My Dad quickly assessed my dilemma while my brother started to offer some smart-alecky comment before my Dad sent him on after the cattle. It was obvious my Dad was trying not to laugh at me but knowing I was already feeling pretty stupid.

Looking back, I know there were days we were more trouble to him than we were help, and this was quite possibly one of them. Not one for explaining much, he told me to get off my horse and tie his reins around his neck. I did, and then he told me to climb on out of the hole. Begrudgingly I did, thinking I was leaving Bay there to die and it was my fault.

When I got to the top, my dad turned his horse and began to ride away. He told me to follow him afoot. I was mortified that he’d just ride off like that, but knew better than to argue.

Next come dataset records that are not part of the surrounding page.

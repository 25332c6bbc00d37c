use std::fs::{self, File};
use std::io::Write;
use std::path::Path;

use serde::Serialize;

use crate::errors::FetchError;

/// Writes `content` as pretty printed JSON, creating parent directories as needed.
/// Non-ASCII text is written as-is.
pub fn save_to_file<T: Serialize + ?Sized>(path: &Path, content: &T) -> Result<(), FetchError> {
    if let Some(parent) = path.parent() {
        if !parent.as_os_str().is_empty() {
            fs::create_dir_all(parent)?;
        }
    }

    let json = serde_json::to_string_pretty(content)?;
    let mut file = File::create(path)?;
    file.write_all(json.as_bytes())?;
    Ok(())
}

#[cfg(test)]
pub fn load_from_json_file<T: serde::de::DeserializeOwned>(path: &Path) -> Result<T, FetchError> {
    let reader = std::io::BufReader::new(File::open(path)?);
    Ok(serde_json::from_reader(reader)?)
}

#[cfg(test)]
mod tests {
    use super::*;
    use serde_json::{json, Value};
    use tempfile::tempdir;

    #[test]
    fn test_save_creates_parent_directories() {
        let dir = tempdir().unwrap();
        let path = dir.path().join("nested/deeper/cards.json");

        save_to_file(&path, &json!([{"id": "OGN-001"}])).unwrap();

        assert!(path.is_file());
    }

    #[test]
    fn test_save_is_pretty_printed_with_two_spaces() {
        let dir = tempdir().unwrap();
        let path = dir.path().join("cards.json");

        save_to_file(&path, &json!([{"id": "OGN-001"}])).unwrap();

        let written = fs::read_to_string(&path).unwrap();
        assert_eq!(written, "[\n  {\n    \"id\": \"OGN-001\"\n  }\n]");
    }

    #[test]
    fn test_save_keeps_non_ascii_unescaped() {
        let dir = tempdir().unwrap();
        let path = dir.path().join("cards.json");

        save_to_file(&path, &json!(["Kai'Sa – Évolution"])).unwrap();

        let written = fs::read_to_string(&path).unwrap();
        assert!(written.contains("Kai'Sa – Évolution"));
        assert!(!written.contains("\\u"));
    }

    #[test]
    fn test_load_reads_back_saved_content() {
        let dir = tempdir().unwrap();
        let path = dir.path().join("cards.json");
        let content = json!([{"id": "OGN-001", "tags": ["Mech"]}]);

        save_to_file(&path, &content).unwrap();
        let loaded: Value = load_from_json_file(&path).unwrap();

        assert_eq!(loaded, content);
    }

    #[test]
    fn test_load_missing_file_is_io_error() {
        let dir = tempdir().unwrap();
        let result: Result<Value, FetchError> =
            load_from_json_file(&dir.path().join("missing.json"));

        assert!(matches!(result, Err(FetchError::Io(_))));
    }
}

My gelding decided there was no way he was going to get left behind. He began an Olympian effort to pull himself up the slope and over the logs in spite of the mud. There were dreadful noises of grunts, groans and crashes. I turned to see what was happening just as he appeared at the rim of the hole, apparently just like Dad knew he would.

The lesson? What seems hopeless isn’t remedied by trying to holler up a solution. Some well-placed wisdom flavored with a touch of obedience will often offer a simple, successful resolution.  Dad’s are pretty smart that way.